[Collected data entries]
= = = =

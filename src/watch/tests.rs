use super::debouncer::{Debouncer, is_temp_file};
use super::*;
use crate::compiler::{BuildOptions, Compiler, CompileOutput};
use crate::config::{CacheConfig, Config, PipelineConfig, WatchConfig};
use anyhow::Result;
use parking_lot::Mutex;
use std::fs;
use std::sync::atomic::AtomicUsize;
use std::time::Instant;
use tempfile::TempDir;

// ============================================================================
// debouncer
// ============================================================================

fn win(ms: u64) -> Duration {
    Duration::from_millis(ms)
}

#[test]
fn test_debouncer_not_ready_inside_window() {
    let mut d = Debouncer::new(win(100));
    d.record(Path::new("/p/src/a.ts"), ChangeKind::Modified);
    assert!(!d.is_ready());
    assert!(d.take_if_ready().is_none());
}

#[test]
fn test_debouncer_ready_after_window() {
    let mut d = Debouncer::new(win(10));
    d.record(Path::new("/p/src/a.ts"), ChangeKind::Modified);
    std::thread::sleep(win(30));
    assert!(d.is_ready());

    let changes = d.take_if_ready().unwrap();
    assert_eq!(changes.len(), 1);
    // Window consumed; nothing pending.
    assert!(d.take_if_ready().is_none());
}

#[test]
fn test_debouncer_event_restarts_window() {
    let mut d = Debouncer::new(win(50));
    d.record(Path::new("/p/src/a.ts"), ChangeKind::Modified);
    std::thread::sleep(win(30));
    // Same path again: still one pending change, but the window restarts.
    d.record(Path::new("/p/src/a.ts"), ChangeKind::Modified);
    std::thread::sleep(win(30));
    assert!(!d.is_ready());
    std::thread::sleep(win(30));
    assert!(d.is_ready());
}

#[test]
fn test_debouncer_coalesces_burst_to_one_batch() {
    let mut d = Debouncer::new(win(10));
    for _ in 0..5 {
        d.record(Path::new("/p/src/a.ts"), ChangeKind::Modified);
    }
    d.record(Path::new("/p/src/b.ts"), ChangeKind::Modified);
    std::thread::sleep(win(30));

    let changes = d.take_if_ready().unwrap();
    assert_eq!(changes.len(), 2);
}

#[test]
fn test_debouncer_created_then_removed_discards() {
    let mut d = Debouncer::new(win(10));
    d.record(Path::new("/p/src/new.ts"), ChangeKind::Created);
    d.record(Path::new("/p/src/new.ts"), ChangeKind::Removed);
    std::thread::sleep(win(30));
    // Appeared and vanished within one window: nothing to rebuild for.
    assert!(d.take_if_ready().is_none());
}

#[test]
fn test_debouncer_modified_then_removed_upgrades() {
    let mut d = Debouncer::new(win(10));
    let path = Path::new("/p/src/a.ts");
    d.record(path, ChangeKind::Modified);
    d.record(path, ChangeKind::Removed);
    std::thread::sleep(win(30));

    let changes = d.take_if_ready().unwrap();
    assert_eq!(changes.values().next(), Some(&ChangeKind::Removed));
}

#[test]
fn test_debouncer_removed_then_created_restores() {
    let mut d = Debouncer::new(win(10));
    let path = Path::new("/p/src/a.ts");
    d.record(path, ChangeKind::Removed);
    d.record(path, ChangeKind::Created);
    std::thread::sleep(win(30));

    let changes = d.take_if_ready().unwrap();
    assert_eq!(changes.values().next(), Some(&ChangeKind::Created));
}

#[test]
fn test_is_temp_file() {
    assert!(is_temp_file(Path::new("/p/src/a.ts.swp")));
    assert!(is_temp_file(Path::new("/p/src/a.ts~")));
    assert!(is_temp_file(Path::new("/p/src/.hidden.ts")));
    assert!(is_temp_file(Path::new("/p/src/a.tmp")));
    assert!(!is_temp_file(Path::new("/p/src/a.ts")));
}

// ============================================================================
// event filter
// ============================================================================

fn filter_options(root: &Path) -> WatchOptions {
    WatchOptions {
        paths: vec![root.join("src")],
        ignore: vec![root.join("node_modules")],
        output_dirs: vec![root.join("dist")],
        cache_dir: root.join(".kiln-cache"),
        debounce: win(100),
        on_change: None,
    }
}

#[test]
fn test_filter_discards_build_products() {
    let dir = TempDir::new().unwrap();
    let root = dir.path();
    let filter = EventFilter::new(&filter_options(root));

    assert!(filter.is_filtered(&root.join("dist/app.js")));
    assert!(filter.is_filtered(&root.join("dist/nested/chunk.js")));
    assert!(filter.is_filtered(&root.join(".kiln-cache/index.json")));
    assert!(filter.is_filtered(&root.join("node_modules/pkg/index.js")));
    assert!(!filter.is_filtered(&root.join("src/app.ts")));
    assert!(!filter.is_filtered(&root.join("distant/file.ts")));
}

#[test]
fn test_change_kind_ignores_metadata_modify() {
    use notify::event::{EventKind, MetadataKind, ModifyKind};

    let meta = notify::Event::new(EventKind::Modify(ModifyKind::Metadata(MetadataKind::Any)));
    assert_eq!(change_kind(&meta), None);

    let access = notify::Event::new(EventKind::Access(notify::event::AccessKind::Any));
    assert_eq!(change_kind(&access), None);

    let create = notify::Event::new(EventKind::Create(notify::event::CreateKind::File));
    assert_eq!(change_kind(&create), Some(ChangeKind::Created));
}

// ============================================================================
// session integration
// ============================================================================

struct CountingCompiler {
    output: PathBuf,
    calls: AtomicUsize,
    /// Source file the first compile rewrites, standing in for an editor
    /// save that lands while the initial build is still running.
    touch_on_first: Option<PathBuf>,
}

impl Compiler for CountingCompiler {
    fn compile(
        &self,
        _task: &str,
        entries: &[PathBuf],
        _options: &BuildOptions,
    ) -> Result<CompileOutput> {
        let n = self.calls.fetch_add(1, std::sync::atomic::Ordering::SeqCst);
        if n == 0
            && let Some(path) = &self.touch_on_first
        {
            fs::write(path, "export const v = 7;")?;
        }
        fs::create_dir_all(self.output.parent().unwrap())?;
        let source = fs::read_to_string(&entries[0]).unwrap_or_default();
        fs::write(&self.output, format!("// build {n}: {source}"))?;
        Ok(CompileOutput {
            output_paths: vec![self.output.clone()],
            manifest: None,
            duration: Duration::from_millis(1),
        })
    }
}

fn setup(dir: &TempDir, debounce_ms: u64) -> (Arc<Orchestrator>, Arc<CountingCompiler>, PathBuf) {
    setup_with(dir, debounce_ms, None)
}

fn setup_with(
    dir: &TempDir,
    debounce_ms: u64,
    touch_on_first: Option<&str>,
) -> (Arc<Orchestrator>, Arc<CountingCompiler>, PathBuf) {
    let root = dir.path();
    let entry = root.join("src/app.ts");
    fs::create_dir_all(entry.parent().unwrap()).unwrap();
    fs::write(&entry, "export const v = 0;").unwrap();

    let config = Config {
        root: root.to_path_buf(),
        client: Some(PipelineConfig {
            entry: vec![entry.clone()],
            outdir: root.join("dist"),
            outputs: Vec::new(),
            command: vec!["bundler".into()],
            metafile: None,
            options: BuildOptions::default(),
            cache: true,
        }),
        cache: CacheConfig {
            dir: root.join(".kiln-cache"),
            ..Default::default()
        },
        // Watch the whole project root: build products land inside the
        // watched tree, so event filtering is what prevents feedback.
        watch: WatchConfig {
            paths: vec![root.to_path_buf()],
            ignore: Vec::new(),
            debounce_ms,
        },
        ..Default::default()
    };

    let compiler = Arc::new(CountingCompiler {
        output: root.join("dist/app.js"),
        calls: AtomicUsize::new(0),
        touch_on_first: touch_on_first.map(|rel| root.join(rel)),
    });
    let orchestrator = Arc::new(Orchestrator::new(config, compiler.clone()));
    (orchestrator, compiler, entry)
}

fn compile_count(compiler: &CountingCompiler) -> usize {
    compiler.calls.load(std::sync::atomic::Ordering::SeqCst)
}

/// Poll until the compile count reaches `expected` or the deadline passes.
fn wait_for_compiles(compiler: &CountingCompiler, expected: usize, deadline: Duration) -> bool {
    let start = Instant::now();
    while start.elapsed() < deadline {
        if compile_count(compiler) >= expected {
            return true;
        }
        std::thread::sleep(Duration::from_millis(25));
    }
    compile_count(compiler) >= expected
}

#[test]
fn test_watch_burst_rebuilds_once() {
    let dir = TempDir::new().unwrap();
    let (orchestrator, compiler, entry) = setup(&dir, 100);

    orchestrator.watch(None).unwrap();
    assert!(orchestrator.is_watching());
    // Initial synchronous build.
    assert_eq!(compile_count(&compiler), 1);

    for i in 1..=3 {
        fs::write(&entry, format!("export const v = {i};")).unwrap();
        std::thread::sleep(Duration::from_millis(20));
    }

    // The burst coalesces into exactly one rebuild.
    assert!(wait_for_compiles(&compiler, 2, Duration::from_secs(5)));
    std::thread::sleep(Duration::from_millis(300));
    assert_eq!(compile_count(&compiler), 2);

    orchestrator.stop_watch();
}

#[test]
fn test_edit_during_initial_build_triggers_rebuild() {
    let dir = TempDir::new().unwrap();
    // The first compile rewrites its own entry file. The subscription is
    // already open at that point, so the change must not be lost: one
    // rebuild follows once the loop drains the queued event.
    let (orchestrator, compiler, _entry) = setup_with(&dir, 50, Some("src/app.ts"));

    orchestrator.watch(None).unwrap();
    assert!(wait_for_compiles(&compiler, 2, Duration::from_secs(5)));

    // The second compile leaves the entry alone, so the count settles.
    std::thread::sleep(Duration::from_millis(300));
    assert_eq!(compile_count(&compiler), 2);

    orchestrator.stop_watch();
}

#[test]
fn test_watch_ignores_output_and_cache_events() {
    let dir = TempDir::new().unwrap();
    let (orchestrator, compiler, _entry) = setup(&dir, 50);

    orchestrator.watch(None).unwrap();
    assert_eq!(compile_count(&compiler), 1);

    // Touch build products directly: must not trigger a rebuild.
    fs::write(dir.path().join("dist/injected.js"), "x").unwrap();
    fs::write(dir.path().join(".kiln-cache/scratch"), "x").unwrap();

    std::thread::sleep(Duration::from_millis(800));
    assert_eq!(compile_count(&compiler), 1);

    orchestrator.stop_watch();
}

#[test]
fn test_watch_callback_sees_surviving_events() {
    let dir = TempDir::new().unwrap();
    let (orchestrator, _compiler, entry) = setup(&dir, 50);

    let seen: Arc<Mutex<Vec<(PathBuf, ChangeKind)>>> = Arc::new(Mutex::new(Vec::new()));
    let sink = Arc::clone(&seen);
    let callback: ChangeCallback = Box::new(move |path, kind| {
        sink.lock().push((path.to_path_buf(), kind));
    });

    orchestrator.watch(Some(callback)).unwrap();
    fs::write(&entry, "export const v = 1;").unwrap();

    let start = Instant::now();
    while start.elapsed() < Duration::from_secs(5) && seen.lock().is_empty() {
        std::thread::sleep(Duration::from_millis(25));
    }

    let seen = seen.lock();
    assert!(!seen.is_empty());
    assert!(seen.iter().all(|(path, _)| path.ends_with("app.ts")));

    drop(seen);
    orchestrator.stop_watch();
}

#[test]
fn test_watch_panicking_callback_is_contained() {
    let dir = TempDir::new().unwrap();
    let (orchestrator, compiler, entry) = setup(&dir, 50);

    let callback: ChangeCallback = Box::new(|_, _| panic!("observer bug"));
    orchestrator.watch(Some(callback)).unwrap();

    fs::write(&entry, "export const v = 1;").unwrap();

    // The rebuild still happens and the panic lands in the ledger.
    assert!(wait_for_compiles(&compiler, 2, Duration::from_secs(5)));
    let stats = orchestrator.error_stats();
    assert!(stats.by_kind.contains_key(&crate::diagnostics::ErrorKind::Watch));

    orchestrator.stop_watch();
}

#[test]
fn test_watch_twice_fails() {
    let dir = TempDir::new().unwrap();
    let (orchestrator, _compiler, _entry) = setup(&dir, 50);

    orchestrator.watch(None).unwrap();
    assert!(orchestrator.watch(None).is_err());
    orchestrator.stop_watch();
}

#[test]
fn test_stop_is_idempotent_and_final() {
    let dir = TempDir::new().unwrap();
    let (orchestrator, compiler, entry) = setup(&dir, 50);

    orchestrator.watch(None).unwrap();
    orchestrator.stop_watch();
    assert!(!orchestrator.is_watching());
    orchestrator.stop_watch();

    // After stop returns no rebuild can fire.
    fs::write(&entry, "export const v = 9;").unwrap();
    std::thread::sleep(Duration::from_millis(600));
    assert_eq!(compile_count(&compiler), 1);

    // A fresh session can start again.
    orchestrator.watch(None).unwrap();
    orchestrator.stop_watch();
}

#[test]
fn test_resolve_watch_paths_requires_existing() {
    let dir = TempDir::new().unwrap();
    let missing = dir.path().join("nope");
    assert!(resolve_watch_paths(&[missing.clone()]).is_err());

    let src = dir.path().join("src");
    fs::create_dir_all(&src).unwrap();
    let resolved = resolve_watch_paths(&[src.clone(), missing]).unwrap();
    assert_eq!(resolved, vec![src]);
}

= = = =

§ What to work on
Restate the data verbatim through the "use std::time::Instant;" line.

§ Exercise answer
filename src/watch/tests.rs
use super::debouncer::{Debouncer, is_temp_file};
use super::*;
use crate::compiler::{BuildOptions, Compiler, CompileOutput};
use crate::config::{CacheConfig, Config, PipelineConfig, WatchConfig};
use anyhow::Result;
use parking_lot::Mutex;
use std::fs;
use std::sync::atomic::AtomicUsize;
use std::time::Instant;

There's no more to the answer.